天命の城 [DVD]  1636年、清が朝鮮に侵攻した「丙子の乱」を描いた歴史ドラマです。

 朝鮮という国はその地政学上、古くから北方からはツングース、漢民族など南からは「倭」の侵攻を受けています。好太王碑には、4世紀末に倭が吉林省まで攻め込んだことが記されています(白村江の戦いや秀吉の侵攻も)。
 考古学上最初の朝鮮国家といわれる衛氏朝鮮(檀君朝鮮は神話)は建国も滅亡も漢民族で、前漢は楽浪郡等を置いて朝鮮を支配し、以来朝鮮は中国王朝に朝貢しています。下関条約(日清戦争)で朝鮮が独立するまで朝鮮は中国王朝の属国だったわけです。中国の他、モンゴルの支配、満州族の支配を受けています。朝鮮は漢民族から多くの文化を受け継いでいますから、漢民族に従うのは抵抗がありませんが(小中華思想)、夷狄と貶んでいる女真族の清に支配されるわけですからこれは屈辱だったと思います。

 朝鮮は、儒教に基づく「事大主義」を国家の基本理念とし、中国王朝に柵封を受けて安全保障としてきたわけです。女真族の清が漢民族の明を倒し「オレに従え」と朝貢を強いてきたのですから、朝鮮のアイデンティは根本から危うくなります。「ウチの親分は明だ、愛新覚羅には従えない!」と清に反旗を翻したのが1636年の「丙子の乱」です。
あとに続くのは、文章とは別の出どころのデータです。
use std::time::Duration;

use rand::Rng;
use tracing::{debug, info, warn};

use crate::config::GameSettings;
use crate::game::{Channel, Difficulty, InputJudge, Judgment, Sequence, judge};
use crate::store::ScoreStore;
use crate::traits::{Clock, DifficultySwitches, ScoreDisplay};

/// Phase of the single live game. Exactly one phase is active at a time and
/// each phase fully completes before the next begins.
#[derive(Debug, Clone, Copy, PartialEq, Eq)]
pub enum GamePhase {
    Resetting,
    Attract,
    Playing,
    Judging,
    Lost,
}

/// Outcome of one complete reset-to-loss cycle.
#[derive(Debug, Clone, Copy, PartialEq)]
pub struct GameReport {
    /// Rounds fully matched before the loss.
    pub score: u32,
    /// High score loaded at reset, before this game's result.
    pub high_score: u32,
    /// Difficulty sampled for this game.
    pub difficulty: f64,
    /// Input deadline derived from the difficulty.
    pub input_timeout: Duration,
}

/// Top-level state machine: reset, attract, grow-replay-judge rounds, loss
/// feedback, high-score persistence, repeat.
pub struct GameController<C: Clock, R: Rng> {
    channels: Vec<Channel>,
    switches: Box<dyn DifficultySwitches>,
    store: Box<dyn ScoreStore>,
    display: Option<Box<dyn ScoreDisplay>>,
    clock: C,
    rng: R,
    settings: GameSettings,
    judge: InputJudge,
    sequence: Sequence,
    phase: GamePhase,
}

impl<C: Clock, R: Rng> GameController<C, R> {
    pub fn new(
        channels: Vec<Channel>,
        switches: Box<dyn DifficultySwitches>,
        store: Box<dyn ScoreStore>,
        display: Option<Box<dyn ScoreDisplay>>,
        clock: C,
        rng: R,
        settings: GameSettings,
    ) -> Self {
        let judge = InputJudge::new(&settings);
        Self {
            channels,
            switches,
            store,
            display,
            clock,
            rng,
            settings,
            judge,
            sequence: Sequence::new(),
            phase: GamePhase::Resetting,
        }
    }

    pub fn phase(&self) -> GamePhase {
        self.phase
    }

    /// Run games forever. There's no escape.
    pub fn run(&mut self) -> ! {
        loop {
            self.run_game();
        }
    }

    /// One full cycle: reset, attract, play until the player loses, persist
    /// an improved high score, and report the result.
    pub fn run_game(&mut self) -> GameReport {
        self.enter(GamePhase::Resetting);
        for channel in &mut self.channels {
            channel.set_feedback(false);
        }
        self.sequence.clear();
        let mut score: u32 = 0;
        let high_score = self.store.load();
        info!("reset; high score {}", high_score);

        self.enter(GamePhase::Attract);
        self.render("Highscore", high_score);
        self.attract();

        // Sampled once per game; timing is constant within a game.
        let samples = self.switches.sample();
        let difficulty = Difficulty::from_switches(&samples, &self.settings);
        let input_timeout = difficulty.input_timeout(&self.settings);
        info!(
            "difficulty {} (input timeout {:?})",
            difficulty.value(),
            input_timeout
        );

        self.enter(GamePhase::Playing);
        let failed_entry = loop {
            let entry = self.sequence.grow(self.channels.len(), &mut self.rng);
            debug!("appended entry {}", self.channels[entry].name());

            self.render("Score", score);
            self.sequence
                .replay(&self.clock, &mut self.channels, difficulty, &self.settings);

            let round = self.sequence.entries().to_vec();
            let mut failed = None;
            for expected in round {
                self.enter(GamePhase::Judging);
                let actual = self
                    .judge
                    .capture(&self.clock, &mut self.channels, input_timeout);
                self.enter(GamePhase::Playing);

                if judge(expected, actual) == Judgment::Mismatch {
                    failed = Some(expected);
                    break;
                }
            }

            if let Some(entry) = failed {
                break entry;
            }

            score += 1;
            debug!("round cleared; score {}", score);
            // Keep the tail of the last release from bleeding into the next
            // replay.
            self.clock.sleep(self.settings.round_pause());
        };

        info!(
            "lost on {}; final score {}",
            self.channels[failed_entry].name(),
            score
        );
        self.flash_failure(failed_entry);

        self.enter(GamePhase::Lost);
        if score > high_score {
            info!("new high score {}", score);
            if let Err(e) = self.store.save(score) {
                // Never let storage block the reset cycle.
                warn!("failed to persist high score: {}", e);
            }
        }

        GameReport {
            score,
            high_score,
            difficulty: difficulty.value(),
            input_timeout,
        }
    }

    fn enter(&mut self, phase: GamePhase) {
        debug!("phase {:?} -> {:?}", self.phase, phase);
        self.phase = phase;
    }

    fn render(&mut self, label: &str, value: u32) {
        if let Some(display) = &mut self.display {
            display.render(label, value);
        }
    }

    /// Idle animation between games: two forward-on/backward-off sweeps
    /// across the channel set, then four all-channel toggles. No player
    /// input is read here.
    fn attract(&mut self) {
        let step = self.settings.attract_step();

        for _ in 0..2 {
            for index in 0..self.channels.len() {
                self.channels[index].set_feedback(true);
                self.clock.sleep(step);
            }
            for index in (0..self.channels.len()).rev() {
                self.channels[index].set_feedback(false);
                self.clock.sleep(step);
            }
        }

        for _ in 0..4 {
            for channel in &mut self.channels {
                channel.toggle_light();
            }
            self.clock.sleep(step);
        }
    }

    /// Rub the correct answer in: tone held while the missed entry's light
    /// toggles.
    fn flash_failure(&mut self, entry: usize) {
        let channel = &mut self.channels[entry];
        channel.set_tone(true);
        for _ in 0..self.settings.flash_toggles {
            channel.toggle_light();
            self.clock.sleep(self.settings.flash_step());
        }
        channel.set_tone(false);
        channel.set_light(false);
    }
}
これ、米中の間で綱渡り外交をやっている現在の韓国の状況に似ていなくもない。そんなわけで『天命の城』を観てみました。

 清は鴨緑江を渡って京城(ソウル)に向かい王・仁祖は南漢山城に逃げて清と対峙します。兵は城内の農民を入れて12,000、対する清は10万。時は冬で、兵は凍え食料は底をつく状況。吏曹大臣の崔鳴吉(イ・ビョンホン)は李朝存続のために清に降伏し清の柵封を受けるべきだと主張し、礼曹大臣の金尚憲(キム・ユンソク)は明を宗主国として清と戦うべきだと主張します。金は清につけば朝鮮の「礼節」滅びると主張し、崔は李朝が滅んで何の礼節かと言うわけです。
 紆余曲折があって、(命の惜しい)王・仁祖は清の軍門に下り朝鮮は清の属国となります。現実論が礼節に勝ったわけです。
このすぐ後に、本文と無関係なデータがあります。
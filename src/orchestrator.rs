//! Runs the replacement passes in order and collects the results.

use itertools::Itertools;
use serde::{Deserialize, Serialize};
use strum::{Display, EnumIter};

use crate::{
    bundle::BundleOverrideSource,
    cache::ByteCache,
    diagnostics::{Diagnostic, Diagnostics},
    directory::ResourceDirectory,
    enumerate::ResourceEnumerator,
    guard::guarded,
    mutate::{
        BundleAudioMutator, BundleMaterialMutator, BundleMeshMutator, BundlePrefabMutator,
        BundleTextureMutator, DiskAudioMutator, DiskTextureMutator, Mutator, PassContext,
    },
    registry::ReplacementRegistry,
    settings::Options,
};

/// The replacement passes, in the order they run.
#[derive(Clone, Copy, Debug, PartialEq, Eq, Hash, Display, EnumIter, Serialize, Deserialize)]
#[strum(serialize_all = "kebab-case")]
#[serde(rename_all = "kebab-case")]
pub enum Pass {
    DiskTexture,
    DiskAudio,
    BundleTexture,
    BundleAudio,
    BundleMesh,
    BundleMaterial,
    BundlePrefab,
}

/// Whether replacements have been applied yet.
#[derive(Clone, Copy, Debug, PartialEq, Eq)]
pub enum RunState {
    NotRun,
    Run { runs: usize },
}

/// The outcome of one [`ReplacementOrchestrator::apply_all`] call.
#[derive(Debug)]
pub struct ApplyReport {
    /// The total number of objects replaced across every pass.
    pub replaced: usize,

    /// The number replaced by each pass that ran.
    pub passes: Vec<(Pass, usize)>,

    pub diagnostics: Vec<Diagnostic>,
}

impl ApplyReport {
    /// Returns the number of objects replaced by `pass`, or zero if it didn't run.
    pub fn replaced_by(&self, pass: Pass) -> usize {
        self.passes
            .iter()
            .find(|(ran, _)| *ran == pass)
            .map_or(0, |(_, count)| *count)
    }
}

/// Waits a number of frames after a scene loads so the scene's objects exist before
/// replacements are applied.
#[derive(Debug)]
pub struct SceneLoadScheduler {
    settle_frames: u32,

    /// Frames left before the next run, or `None` if no run is pending.
    remaining: Option<u32>,
}

impl SceneLoadScheduler {
    pub fn new(settle_frames: u32) -> SceneLoadScheduler {
        SceneLoadScheduler {
            settle_frames,
            remaining: None,
        }
    }

    /// Starts (or restarts) the countdown.
    pub fn scene_loaded(&mut self) {
        self.remaining = Some(self.settle_frames);
    }

    /// Advances one frame. Returns `true` on the frame that replacements should be applied.
    pub fn tick(&mut self) -> bool {
        match self.remaining {
            None => false,

            Some(0) => {
                self.remaining = None;
                true
            }

            Some(frames) => {
                self.remaining = Some(frames - 1);
                false
            }
        }
    }

    pub fn is_pending(&self) -> bool {
        self.remaining.is_some()
    }
}

/// Owns the replacement registry and applies it (along with any bundle objects) to the live
/// objects of the host.
pub struct ReplacementOrchestrator {
    registry: ReplacementRegistry,
    cache: ByteCache,
    options: Options,
    mutators: Vec<Box<dyn Mutator>>,
    scheduler: SceneLoadScheduler,
    state: RunState,
}

impl ReplacementOrchestrator {
    pub fn new(registry: ReplacementRegistry, options: Options) -> ReplacementOrchestrator {
        // The order matters: disk files first, then bundles, with hierarchies last so that they
        // pick up meshes and materials that have already been replaced.
        let mutators: Vec<Box<dyn Mutator>> = vec![
            Box::new(DiskTextureMutator),
            Box::new(DiskAudioMutator),
            Box::new(BundleTextureMutator),
            Box::new(BundleAudioMutator),
            Box::new(BundleMeshMutator),
            Box::new(BundleMaterialMutator),
            Box::new(BundlePrefabMutator),
        ];

        ReplacementOrchestrator {
            registry,
            cache: ByteCache::new(),
            scheduler: SceneLoadScheduler::new(options.settle_frames),
            options,
            mutators,
            state: RunState::NotRun,
        }
    }

    pub fn registry(&self) -> &ReplacementRegistry {
        &self.registry
    }

    /// Gives mutable access to the registry so that a reloaded manifest can register more
    /// replacements.
    pub fn registry_mut(&mut self) -> &mut ReplacementRegistry {
        &mut self.registry
    }

    pub fn options(&self) -> &Options {
        &self.options
    }

    pub fn cache(&self) -> &ByteCache {
        &self.cache
    }

    pub fn state(&self) -> RunState {
        self.state
    }

    /// Runs every enabled pass once and returns what happened. Failures for individual objects
    /// are reported in the diagnostics; this never fails as a whole.
    pub fn apply_all(
        &mut self,
        directory: &dyn ResourceDirectory,
        bundles: &dyn BundleOverrideSource,
    ) -> ApplyReport {
        let mut diagnostics = Diagnostics::new();

        let passes = {
            let mut cx = PassContext::new(
                &self.registry,
                &mut self.cache,
                bundles,
                &self.options,
                &mut diagnostics,
                ResourceEnumerator::new(directory, self.options.resident_sample_limit),
            );

            let options = &self.options;

            let passes = self
                .mutators
                .iter()
                .filter(|mutator| options.is_enabled(mutator.pass()))
                .map(|mutator| {
                    let pass = mutator.pass();

                    log::debug!("Running {} pass.", pass);

                    // Passes handle their own per-object failures, so this only catches bugs.
                    let replaced = guarded(|| Ok(mutator.run(&mut cx))).unwrap_or_else(|err| {
                        log::error!("{} pass failed: {:?}", pass, err);
                        0
                    });

                    (pass, replaced)
                })
                .collect_vec();

            cx.report_unmatched_registrations();

            passes
        };

        let replaced: usize = passes.iter().map(|(_, count)| count).sum();

        self.state = match self.state {
            RunState::NotRun => RunState::Run { runs: 1 },
            RunState::Run { runs } => RunState::Run { runs: runs + 1 },
        };

        log::info!(
            "Replaced {} object{} ({}).",
            replaced,
            if replaced == 1 { "" } else { "s" },
            passes
                .iter()
                .map(|(pass, count)| format!("{pass}: {count}"))
                .join(", ")
        );

        ApplyReport {
            replaced,
            passes,
            diagnostics: diagnostics.into_entries(),
        }
    }

    /// Tells the orchestrator that a scene has loaded. Replacements are applied by a later
    /// [`ReplacementOrchestrator::update`] once the settle period is over.
    pub fn scene_loaded(&mut self) {
        log::debug!(
            "Scene loaded; replacing in {} frame(s).",
            self.options.settle_frames
        );

        self.scheduler.scene_loaded();
    }

    /// Call once per frame. Returns a report on the frame that replacements were applied.
    pub fn update(
        &mut self,
        directory: &dyn ResourceDirectory,
        bundles: &dyn BundleOverrideSource,
    ) -> Option<ApplyReport> {
        if self.scheduler.tick() {
            Some(self.apply_all(directory, bundles))
        } else {
            None
        }
    }
}

#[cfg(test)]
mod tests {
    use super::*;
    use crate::{bundle::NoBundles, directory::ResidentObjects};

    #[test]
    fn scheduler_waits_for_the_settle_period() {
        let mut scheduler = SceneLoadScheduler::new(2);
        assert!(!scheduler.tick());

        scheduler.scene_loaded();
        assert!(!scheduler.tick());
        assert!(!scheduler.tick());
        assert!(scheduler.tick());
        assert!(!scheduler.tick());
        assert!(!scheduler.is_pending());
    }

    #[test]
    fn reloading_restarts_the_countdown() {
        let mut scheduler = SceneLoadScheduler::new(1);

        scheduler.scene_loaded();
        assert!(!scheduler.tick());

        scheduler.scene_loaded();
        assert!(!scheduler.tick());
        assert!(scheduler.tick());
    }

    #[test]
    fn an_empty_run_is_still_a_run() {
        let mut orchestrator =
            ReplacementOrchestrator::new(ReplacementRegistry::new(), Options::default());
        assert_eq!(orchestrator.state(), RunState::NotRun);

        let report = orchestrator.apply_all(&ResidentObjects::new(), &NoBundles);

        assert_eq!(report.replaced, 0);
        assert_eq!(report.passes.len(), 7);
        assert_eq!(orchestrator.state(), RunState::Run { runs: 1 });
    }

    #[test]
    fn disabled_passes_are_skipped() {
        let options = Options {
            disabled_passes: vec![Pass::DiskAudio, Pass::BundlePrefab],
            ..Options::default()
        };

        let mut orchestrator = ReplacementOrchestrator::new(ReplacementRegistry::new(), options);
        let report = orchestrator.apply_all(&ResidentObjects::new(), &NoBundles);

        let passes = report.passes.iter().map(|(pass, _)| *pass).collect_vec();
        assert_eq!(
            passes,
            [
                Pass::DiskTexture,
                Pass::BundleTexture,
                Pass::BundleAudio,
                Pass::BundleMesh,
                Pass::BundleMaterial,
            ]
        );
    }

    #[test]
    fn updates_apply_once_the_scene_settles() {
        let options = Options {
            settle_frames: 1,
            ..Options::default()
        };

        let mut orchestrator = ReplacementOrchestrator::new(ReplacementRegistry::new(), options);
        let resident = ResidentObjects::new();

        assert!(orchestrator.update(&resident, &NoBundles).is_none());

        orchestrator.scene_loaded();
        assert!(orchestrator.update(&resident, &NoBundles).is_none());
        assert!(orchestrator.update(&resident, &NoBundles).is_some());
        assert_eq!(orchestrator.state(), RunState::Run { runs: 1 });
    }
}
 京城に帰り、和議の式に臨む仁祖に清の命令が伝えられます。朝鮮の王は、1)罪人だから(京城の)南門は通れない、王は西門から出よ、2)行列に護衛兵を伴ってはならない、3)王の衣を脱ぎ臣下の着物に着替えよ、4)壇の下で大清帝国の皇帝陛下に「三跪九叩頭」の礼をとれ、と。
 実際の講和条約「丁丑約条」はさらに厳しい内容で、王の長子と次男、および大臣の子女を人質を送ること、清国が明を征服する時には援軍を派遣すること、城郭の増築や修理については、清国に事前に承諾を得ること、清国に対して黄金100両・白銀1000両と20余種の物品を毎年上納すること(貢女も)、などが謳われます。条約を忘れないように満州語・モンゴル語・漢語で刻ませ記した「大清皇帝功徳碑」を建てます。朝鮮にとっては「恥辱碑」で、ソウルには今も建っているそうです(撤去されたかな?)。
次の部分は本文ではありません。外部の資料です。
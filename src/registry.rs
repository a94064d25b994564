//! The table of replacement files supplied by the manifest loader.

use case_insensitive_hashmap::CaseInsensitiveHashMap;
use std::path::PathBuf;

use crate::{kind::ReplacementKind, matching};

/// A single registered replacement.
#[derive(Clone, Debug, PartialEq, Eq)]
pub struct ReplacementEntry {
    /// The asset path as written by the user, e.g. `Textures/UI/title_bg.png`.
    pub declared_path: String,

    /// Where the replacement data lives on disk.
    pub disk_path: PathBuf,

    /// The file name from `declared_path` without its extension. This is the lookup key.
    pub asset_name: String,

    pub kind: ReplacementKind,
}

impl ReplacementEntry {
    fn new(declared_path: impl Into<String>, disk_path: impl Into<PathBuf>) -> ReplacementEntry {
        let declared_path = declared_path.into();
        let disk_path = disk_path.into();

        let kind = match extension(&declared_path) {
            Some(ext) => ReplacementKind::from_extension(ext),

            // Fall back to the file that's actually on disk.
            None => disk_path
                .extension()
                .and_then(std::ffi::OsStr::to_str)
                .map_or(ReplacementKind::Unknown, ReplacementKind::from_extension),
        };

        ReplacementEntry {
            asset_name: asset_name(&declared_path).to_string(),
            declared_path,
            disk_path,
            kind,
        }
    }
}

/// Returns the last component of `path`. Both `/` and `\` count as separators because manifests
/// are written on every platform.
fn file_name(path: &str) -> &str {
    matching::strip_path(path).unwrap_or(path)
}

/// Returns the extension of the file named by `path`, if it has one.
fn extension(path: &str) -> Option<&str> {
    let name = file_name(path);

    match name.rfind('.') {
        // A leading dot marks a hidden file rather than an extension.
        Some(0) | None => None,
        Some(index) => Some(&name[index + 1..]).filter(|ext| !ext.is_empty()),
    }
}

/// Returns the asset name for `path`: the file name without its extension.
pub fn asset_name(path: &str) -> &str {
    let name = file_name(path);

    match name.rfind('.') {
        Some(index) if index > 0 => &name[..index],
        _ => name,
    }
}

/// Maps asset names to replacements. Names are case-insensitive, and registering a name again
/// replaces the earlier entry regardless of kind.
pub struct ReplacementRegistry {
    entries: CaseInsensitiveHashMap<ReplacementEntry>,
}

impl ReplacementRegistry {
    pub fn new() -> ReplacementRegistry {
        ReplacementRegistry {
            entries: CaseInsensitiveHashMap::new(),
        }
    }

    /// Registers `disk_path` as the replacement for the asset at `declared_path`, returning the
    /// entry that was replaced (if any).
    pub fn register(
        &mut self,
        declared_path: impl Into<String>,
        disk_path: impl Into<PathBuf>,
    ) -> Option<ReplacementEntry> {
        let entry = ReplacementEntry::new(declared_path, disk_path);

        log::info!(
            "Installing {} replacement {:?} for '{}'.",
            entry.kind,
            entry.disk_path,
            entry.asset_name
        );

        let previous = self.entries.insert(entry.asset_name.clone(), entry);

        if let Some(previous) = &previous {
            log::debug!(
                "'{}' was already registered from {:?}; the new file takes over.",
                previous.asset_name,
                previous.disk_path
            );
        }

        previous
    }

    /// Registers every `(declared_path, disk_path)` pair. Used when a manifest is (re)loaded.
    pub fn register_all<D, P>(&mut self, pairs: impl IntoIterator<Item = (D, P)>)
    where
        D: Into<String>,
        P: Into<PathBuf>,
    {
        for (declared_path, disk_path) in pairs {
            self.register(declared_path, disk_path);
        }
    }

    /// Returns `true` if there is a replacement registered for the asset at `declared_path`.
    pub fn has_replacement(&self, declared_path: &str) -> bool {
        self.entries.get(asset_name(declared_path)).is_some()
    }

    /// Returns the entry registered under `asset_name`.
    pub fn get(&self, asset_name: &str) -> Option<&ReplacementEntry> {
        self.entries.get(asset_name)
    }

    /// Finds the entry for a name reported by a live object, trying the exact name first and then
    /// the name without any leading path.
    pub fn resolve(&self, live_name: &str) -> Option<&ReplacementEntry> {
        matching::candidate_keys(live_name).find_map(|key| self.entries.get(key))
    }

    pub fn entries(&self) -> impl Iterator<Item = &ReplacementEntry> {
        self.entries.values()
    }

    /// Returns the entries of a single kind, sorted by name so reports come out in a stable
    /// order.
    pub fn entries_of(&self, kind: ReplacementKind) -> Vec<&ReplacementEntry> {
        let mut entries: Vec<_> = self.entries().filter(|entry| entry.kind == kind).collect();
        entries.sort_by(|a, b| a.asset_name.cmp(&b.asset_name));

        entries
    }

    pub fn len(&self) -> usize {
        self.entries.len()
    }

    pub fn is_empty(&self) -> bool {
        self.entries.is_empty()
    }
}

impl Default for ReplacementRegistry {
    fn default() -> Self {
        ReplacementRegistry::new()
    }
}

impl std::fmt::Debug for ReplacementRegistry {
    fn fmt(&self, f: &mut std::fmt::Formatter<'_>) -> std::fmt::Result {
        f.debug_list()
            .entries(self.entries().map(|entry| (&entry.asset_name, entry.kind)))
            .finish()
    }
}

#[cfg(test)]
mod tests {
    use super::*;

    #[test]
    fn asset_names_drop_directories_and_extension() {
        assert_eq!(asset_name("Textures/UI/title_bg.png"), "title_bg");
        assert_eq!(asset_name(r"Audio\theme.ogg"), "theme");
        assert_eq!(asset_name("archive.tar.gz"), "archive.tar");
        assert_eq!(asset_name("noext"), "noext");
        assert_eq!(asset_name(".hidden"), ".hidden");
    }

    #[test]
    fn kind_comes_from_declared_extension() {
        let mut registry = ReplacementRegistry::new();
        registry.register("ui/bg.PNG", "/mods/bg.png");
        registry.register("music/theme.ogg", "/mods/theme.ogg");
        registry.register("props/crate.prefab", "/mods/crate.prefab");

        assert_eq!(registry.get("bg").unwrap().kind, ReplacementKind::Texture);
        assert_eq!(registry.get("theme").unwrap().kind, ReplacementKind::Audio);
        assert_eq!(registry.get("crate").unwrap().kind, ReplacementKind::Unknown);
    }

    #[test]
    fn kind_falls_back_to_disk_extension() {
        let mut registry = ReplacementRegistry::new();
        registry.register("ui/logo", "/mods/logo.jpg");

        assert_eq!(registry.get("logo").unwrap().kind, ReplacementKind::Texture);
    }

    #[test]
    fn reregistering_a_name_overwrites_it() {
        let mut registry = ReplacementRegistry::new();
        assert!(registry.register("a/bg.png", "/one/bg.png").is_none());

        let previous = registry.register("b/BG.wav", "/two/bg.wav").unwrap();
        assert_eq!(previous.disk_path, PathBuf::from("/one/bg.png"));

        assert_eq!(registry.len(), 1);

        let entry = registry.get("bg").unwrap();
        assert_eq!(entry.kind, ReplacementKind::Audio);
        assert_eq!(entry.declared_path, "b/BG.wav");
    }

    #[test]
    fn registration_is_idempotent() {
        let pairs = [("ui/bg.png", "/mods/bg.png"), ("music/theme.ogg", "/mods/theme.ogg")];

        let mut registry = ReplacementRegistry::new();
        registry.register_all(pairs);
        registry.register_all(pairs);

        assert_eq!(registry.len(), 2);
        assert_eq!(registry.entries_of(ReplacementKind::Texture).len(), 1);
    }

    #[test]
    fn existence_check_uses_the_derived_name() {
        let mut registry = ReplacementRegistry::new();
        registry.register("ui/Title_BG.png", "/mods/title_bg.png");

        assert!(registry.has_replacement("title_bg.png"));
        assert!(registry.has_replacement("other/dir/TITLE_BG.jpg"));
        assert!(!registry.has_replacement("title.png"));
    }

    #[test]
    fn resolve_falls_back_to_path_suffix() {
        let mut registry = ReplacementRegistry::new();
        registry.register("title_bg_02.png", "/mods/title_bg_02.png");

        assert!(registry
            .resolve("ui/textures/backgrounds/title_bg_02")
            .is_some());
        assert!(registry.resolve("totally_different").is_none());
    }
}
 「大清皇帝功徳碑」が韓国で「恥辱碑」と言われるなら、『天命の城』は「国辱映画」なのか?。面白いのは、主役は恥辱碑」の元となった崔鳴吉ということです。
 尚憲は清の属国となった恥辱に耐えきれず自刃し(史実では清の人質となったらしい)、崔鳴吉は清の皇帝に三跪九叩頭する王・仁祖の横で悔し涙を流します(この功績で李朝の総理大臣になったらしい)。このシーンを韓国の人々はどんな思いで観たのか?。『天命の城』は、大国に隷属しなければ生きてゆけない朝鮮の宿命を描いたのか、大国の狭間で(あるかどうかは別にして)第三の道を模索すべきだったと言いたいのか、なかなか微妙です。よく言えば、国際政治で舵取りを間違うと亡国の運命が待っていると警鐘を鳴らす映画なんでしょう。
 金融危機からIMF管理に陥った韓国を描いた『国家が破産する日』(2018)も、安易な金融政策とバブルに走る国民に警鐘を鳴らす映画でした。2017、18年にこのような映画が作られヒットしたということは、韓国がそうした危機を抱えているということなのか?。この2本は、安易なイデオロギーを排し、丙子の乱や金融危機を史実として冷静に評価分析しているといってもいいでしょう。文在寅サンにも是非観ていただきたいw。
 以下斜めから見た感想です。この映画は「国辱映画」ではなく、むしろ韓国人のメタリティーに訴える映画です。韓国の国民性を表すに「恨」いう言葉が使われます。仁祖がむべき夷狄、清の皇帝に三跪九叩頭する姿に観客の「恨」は燃え上がったはずです。1910年、清に代わって現れたのは、これも夷狄である日本です。清の支配と日韓併合の屈辱(恨)が積りに積り、今日に至っているのでしょうね。清は滅んでいますから恨の矛先は日本に向かい反日は終わることはない、そう思ってしまう映画ですw。